I wrote a piece for my locally syndicated sports column, Kranks’s Korner that I was able to find in my archives.
Here are some of my observations, and after you see the movie…maybe with the Obamas–check out what Michelle is eating–perhaps you can compare them to the movie presentation.
At first appearance Cathy Rush gives the impression that she might be a fifth grade teacher, or perhaps a fashion writer. In reality the pretty blonde is the basketball coach at Immaculata College in suburban Philadelphia. Among those who take an interest in women’s basketball, her name is as important as those of Johnny Wooden of UCLA and Notre Dame’s Digger Phelps…
In the film she appears more like a cross between George Patton and Bobby Knight on at least one occasion.
The school’s previous record had been a mediocre 5-5. In her first season as head coach, Cathy Rush’s team finished at 10-2. (It is obvious that in the movie, what was depicted was not her first season.)
Overall in her four years at the helm, her teams have compiled ab outstanding 76-4 record, going into the 1974-75 season. This includes a thirty-five game winning streak that suddenly ended last year, when they suffered a 57-56 loss to Queens College in Flushing, New York. (My hometown area)…
Mrs. Rush, whose husband Ed is now a ref in the ABA, after a number of years in the National Basketball Association, is not of the Billy Jean King school of thought. While she has all the pride in the world about her team’s accomplishments on the court, she deeply believes that ‘girls can’t compete with men in sports’…
Mrs. Rush’s coaching philosophy is simple and to the point. She is defense-minded and her teams score a lot of their 66 points per game average on steals and fast breaks. She simply enjoys the smell of competition and the thrill of victory. Immaculata ‘could not pay me enough money to make it worthwhile,’ if she did not love her work. (In the film she says she would have done it for free.)
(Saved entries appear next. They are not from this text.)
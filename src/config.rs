use core::time::Duration;
use serde::Deserialize;

/// Authoring attribute names read from bound elements.
///
/// These belong to the binding layer and are only read here.
#[derive(Debug, Clone, PartialEq, Eq, Deserialize)]
#[serde(default)]
pub struct Attributes {
	pub disable_with: String,
	pub page_loading: String,
	pub loading_target: String,
}
impl Default for Attributes {
	fn default() -> Self {
		Self {
			disable_with: "phx-disable-with".into(),
			page_loading: "phx-page-loading".into(),
			loading_target: "phx-loading-target".into(),
		}
	}
}

/// Tunables of a [`Reconciler`](`crate::Reconciler`).
///
/// CSS class names are fixed and not part of this.
#[derive(Debug, Clone, PartialEq, Eq, Deserialize)]
#[serde(default)]
pub struct Config {
	pub attributes: Attributes,
	/// Used by `transition` commands that don't specify a time.
	#[serde(with = "millis")]
	pub default_transition: Duration,
	/// CSS `display` value used by `show` commands that don't specify one.
	pub default_display: String,
}
impl Default for Config {
	fn default() -> Self {
		Self {
			attributes: Attributes::default(),
			default_transition: Duration::from_millis(200),
			default_display: "block".into(),
		}
	}
}
impl Config {
	#[must_use]
	pub fn with_attributes(mut self, attributes: Attributes) -> Self {
		self.attributes = attributes;
		self
	}

	#[must_use]
	pub fn with_default_transition(mut self, default_transition: Duration) -> Self {
		self.default_transition = default_transition;
		self
	}

	#[must_use]
	pub fn with_default_display(mut self, default_display: impl Into<String>) -> Self {
		self.default_display = default_display.into();
		self
	}
}

pub(crate) mod millis {
	use core::time::Duration;
	use serde::{Deserialize, Deserializer};

	pub fn deserialize<'de, D: Deserializer<'de>>(deserializer: D) -> Result<Duration, D::Error> {
		u64::deserialize(deserializer).map(Duration::from_millis)
	}

	pub fn deserialize_option<'de, D: Deserializer<'de>>(deserializer: D) -> Result<Option<Duration>, D::Error> {
		Option::<u64>::deserialize(deserializer).map(|ms| ms.map(Duration::from_millis))
	}
}
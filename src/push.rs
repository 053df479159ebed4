//! In-flight round trips and the outbound transport seam.

use crate::{
	command::CommandQueue,
	navigation::NavigationId,
	node::{Kind, NodeId, Ref},
};
use hashbrown::HashMap;
use serde::Serialize;
use serde_json::Value;

/// What is handed to the transport layer.
#[derive(Debug, Clone, PartialEq, Serialize)]
pub struct OutboundPush {
	#[serde(rename = "ref")]
	pub reference: Ref,
	pub kind: Kind,
	pub event: String,
	pub payload: Value,
	#[serde(rename = "source")]
	pub source_node: NodeId,
}

/// Delivers pushes to the server. Must not block; the resolution arrives later through
/// [`Reconciler::resolve`](`crate::Reconciler::resolve`).
pub trait Transport {
	fn send(&mut self, push: OutboundPush);
}

impl Transport for Vec<OutboundPush> {
	fn send(&mut self, push: OutboundPush) {
		self.push(push);
	}
}

/// One per in-flight round trip. Never mutated after creation.
#[derive(Debug, Clone, PartialEq)]
pub struct PushRecord {
	pub reference: Ref,
	pub kind: Kind,
	pub source_node: NodeId,
	pub loading_target_selector: Option<String>,
	/// The nodes whose Ledger counts this push holds, resolved at dispatch.
	pub loading_targets: Vec<NodeId>,
	/// Snapshot of the queue this push was dispatched from.
	pub command_queue: CommandQueue,
	pub navigation: Option<NavigationId>,
}

/// How a push ended.
#[derive(Debug, Clone, PartialEq)]
pub enum Resolution<D> {
	Ack(Option<D>),
	/// Definitive failure reported by the transport. No diff is applied.
	Error(String),
}

/// Push records by correlation ref.
#[derive(Debug, Default)]
pub struct PushTable {
	records: HashMap<Ref, PushRecord>,
}
impl PushTable {
	pub fn insert(&mut self, record: PushRecord) {
		self.records.insert(record.reference, record);
	}

	pub fn take(&mut self, reference: Ref) -> Option<PushRecord> {
		self.records.remove(&reference)
	}

	#[must_use]
	pub fn get(&self, reference: Ref) -> Option<&PushRecord> {
		self.records.get(&reference)
	}

	#[must_use]
	pub fn contains(&self, reference: Ref) -> bool {
		self.records.contains_key(&reference)
	}

	/// Loading targets of all in-flight pushes. A node appears once per push holding it.
	pub fn loading_targets(&self) -> impl Iterator<Item = &NodeId> {
		self.records.values().flat_map(|record| record.loading_targets.iter())
	}

	#[must_use]
	pub fn is_loading_target(&self, node: &NodeId) -> bool {
		self.loading_targets().any(|target| target == node)
	}

	#[must_use]
	pub fn len(&self) -> usize {
		self.records.len()
	}

	#[must_use]
	pub fn is_empty(&self) -> bool {
		self.records.is_empty()
	}
}
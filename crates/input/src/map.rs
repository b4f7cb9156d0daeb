//! Key mapping from terminal events to game actions.

use crate::types::{GameAction, RunState};
use crossterm::event::{KeyCode, KeyEvent, KeyEventKind, KeyModifiers};

/// Map keyboard input to a game action for the given run state.
///
/// Game over has no bindings: the high-score sequence owns the keyboard
/// until the session is back home.
pub fn handle_key_event(key: KeyEvent, state: RunState) -> Option<GameAction> {
    match state {
        RunState::Home => match key.code {
            KeyCode::Enter | KeyCode::Char(' ') => Some(GameAction::NewGame),
            _ => None,
        },
        RunState::Playing => playing_key(key.code),
        RunState::Paused => match key.code {
            KeyCode::Char('p') | KeyCode::Char('P') => Some(GameAction::Resume),
            KeyCode::Char('r') | KeyCode::Char('R') => Some(GameAction::GoHome),
            _ => None,
        },
        RunState::GameOver => None,
    }
}

fn playing_key(code: KeyCode) -> Option<GameAction> {
    match code {
        // Movement
        KeyCode::Left | KeyCode::Char('h') | KeyCode::Char('H') => Some(GameAction::MoveLeft),
        KeyCode::Right | KeyCode::Char('l') | KeyCode::Char('L') => Some(GameAction::MoveRight),
        KeyCode::Down | KeyCode::Char('j') | KeyCode::Char('J') => Some(GameAction::SoftDrop),

        // Rotation
        KeyCode::Up | KeyCode::Char('x') | KeyCode::Char('X') | KeyCode::Char('k') | KeyCode::Char('K') => {
            Some(GameAction::RotateCw)
        }
        KeyCode::Char('z') | KeyCode::Char('Z') => Some(GameAction::RotateCcw),

        // Actions
        KeyCode::Char(' ') => Some(GameAction::HardDrop),
        KeyCode::Char('p') | KeyCode::Char('P') => Some(GameAction::Pause),
        KeyCode::Char('r') | KeyCode::Char('R') => Some(GameAction::GoHome),

        _ => None,
    }
}

/// Check if key should quit the game.
pub fn should_quit(key: KeyEvent) -> bool {
    matches!(key.code, KeyCode::Char('q') | KeyCode::Char('Q'))
        || (key.code == KeyCode::Char('c') && key.modifiers.contains(KeyModifiers::CONTROL))
}

/// Release events (reported on some platforms) are ignored.
pub fn is_press(key: &KeyEvent) -> bool {
    key.kind != KeyEventKind::Release
}
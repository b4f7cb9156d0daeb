//! Local fallback layered over any gateway.
//!
//! Successful replies refresh a local snapshot file. When the inner gateway
//! fails, fetches are answered from that snapshot (empty if there is none)
//! and submissions are merged into it. A failed submission still reports
//! `saved: true`, since the score did land locally and the player should
//! not be told otherwise.

use std::path::{Path, PathBuf};

use crate::entry::{sanitize_name, HighScoreEntry};
use crate::gateway::{HighScoreGateway, SubmitError, SubmitOutcome};
use crate::store::FileStore;
use crate::types::MAX_SUBMITTED_SCORE;

pub const DEFAULT_CACHE_PATH: &str = ".stacklogic/highscores_fallback_v1.json";

/// Cache location from `STACKLOGIC_CACHE_PATH`.
pub fn cache_path_from_env() -> PathBuf {
    std::env::var("STACKLOGIC_CACHE_PATH")
        .ok()
        .filter(|s| !s.trim().is_empty())
        .map(PathBuf::from)
        .unwrap_or_else(|| PathBuf::from(DEFAULT_CACHE_PATH))
}

#[derive(Debug)]
pub struct CachedGateway<G> {
    inner: G,
    cache: FileStore,
}

impl<G: HighScoreGateway> CachedGateway<G> {
    pub fn new(inner: G, cache_path: impl Into<PathBuf>) -> Self {
        Self {
            inner,
            cache: FileStore::new(cache_path),
        }
    }

    pub fn inner(&self) -> &G {
        &self.inner
    }

    pub fn cache_path(&self) -> &Path {
        self.cache.path()
    }

    /// The local snapshot as it stands.
    pub async fn cached(&self) -> Vec<HighScoreEntry> {
        self.cache.read().await
    }

    async fn remember(&self, list: &[HighScoreEntry]) {
        if let Err(e) = self.cache.replace(list).await {
            log::warn!("updating score cache failed: {:#}", e);
        }
    }
}

impl<G: HighScoreGateway> HighScoreGateway for CachedGateway<G> {
    async fn fetch_top(&self, limit: usize) -> anyhow::Result<Vec<HighScoreEntry>> {
        match self.inner.fetch_top(limit).await {
            Ok(list) => {
                self.remember(&list).await;
                Ok(list)
            }
            Err(e) => {
                log::warn!("fetching scores failed, using local copy: {:#}", e);
                let mut list = self.cache.read().await;
                list.truncate(limit);
                Ok(list)
            }
        }
    }

    async fn submit(&self, name: &str, score: u64) -> anyhow::Result<SubmitOutcome> {
        if score > MAX_SUBMITTED_SCORE {
            return Err(SubmitError::InvalidScore.into());
        }

        match self.inner.submit(name, score).await {
            Ok(outcome) => {
                self.remember(&outcome.scores).await;
                Ok(outcome)
            }
            Err(e) if e.downcast_ref::<SubmitError>().is_some() => Err(e),
            Err(e) => {
                log::warn!("submitting score failed, keeping it locally: {:#}", e);
                let entry = HighScoreEntry::new(&sanitize_name(name), score);
                let scores = match self.cache.insert(entry).await {
                    Ok(outcome) => outcome.scores,
                    Err(e) => {
                        log::warn!("local score fallback failed: {:#}", e);
                        self.cache.read().await
                    }
                };
                Ok(SubmitOutcome {
                    saved: true,
                    scores,
                })
            }
        }
    }
}

#[cfg(test)]
mod tests {
    use super::*;
    use crate::store::tests::temp_dir;
    use anyhow::anyhow;
    use std::sync::atomic::{AtomicBool, Ordering};

    /// Gateway that fails on demand.
    struct Flaky {
        down: AtomicBool,
        store: FileStore,
    }

    impl HighScoreGateway for Flaky {
        async fn fetch_top(&self, limit: usize) -> anyhow::Result<Vec<HighScoreEntry>> {
            if self.down.load(Ordering::SeqCst) {
                return Err(anyhow!("connection refused"));
            }
            self.store.fetch_top(limit).await
        }

        async fn submit(&self, name: &str, score: u64) -> anyhow::Result<SubmitOutcome> {
            if self.down.load(Ordering::SeqCst) {
                return Err(anyhow!("connection refused"));
            }
            self.store.submit(name, score).await
        }
    }

    fn flaky(tag: &str, down: bool) -> (CachedGateway<Flaky>, PathBuf) {
        let dir = temp_dir(tag);
        let inner = Flaky {
            down: AtomicBool::new(down),
            store: FileStore::in_dir(dir.join("server")),
        };
        (CachedGateway::new(inner, dir.join("cache.json")), dir)
    }

    #[tokio::test]
    async fn test_fetch_failure_without_cache_is_empty() {
        let (gw, _dir) = flaky("cache-empty", true);
        assert!(gw.fetch_top(10).await.unwrap().is_empty());
    }

    #[tokio::test]
    async fn test_fetch_failure_serves_last_good_list() {
        let (gw, dir) = flaky("cache-last", false);
        gw.submit("AB", 500).await.unwrap();
        let live = gw.fetch_top(10).await.unwrap();
        assert_eq!(live.len(), 1);

        gw.inner().down.store(true, Ordering::SeqCst);
        assert_eq!(gw.fetch_top(10).await.unwrap(), live);
        let _ = tokio::fs::remove_dir_all(&dir).await;
    }

    #[tokio::test]
    async fn test_submit_failure_lands_locally() {
        let (gw, dir) = flaky("cache-submit", true);
        let outcome = gw.submit("  Offline!  ", 321).await.unwrap();
        assert!(outcome.saved);
        assert_eq!(outcome.scores.len(), 1);
        assert_eq!(outcome.scores[0].name, "Offline");
        assert_eq!(gw.cached().await, outcome.scores);
        assert!(gw.inner().store.read().await.is_empty());
        let _ = tokio::fs::remove_dir_all(&dir).await;
    }

    #[tokio::test]
    async fn test_invalid_score_is_not_absorbed() {
        let (gw, _dir) = flaky("cache-invalid", true);
        let err = gw.submit("x", MAX_SUBMITTED_SCORE + 1).await.unwrap_err();
        assert!(err.downcast_ref::<SubmitError>().is_some());
    }
}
Four decades after first walking onto the campus of the small, Catholic college in Pennsylvania, Rush is talking about her time there a lot now.
The Mighty Macs, which essentially was completed in 2008 but — like the program itself — endured multiple challenges and adversity before prevailing.
My goodness,Rush said recently, I’m overwhelmed. I’ve been saying for 35 years the unique nature of the Immaculata story was an unlikely dream come true.
I dreamed that this movie could be made, and to see it become a reality is just so gratifying, humbling and exciting all at the same time.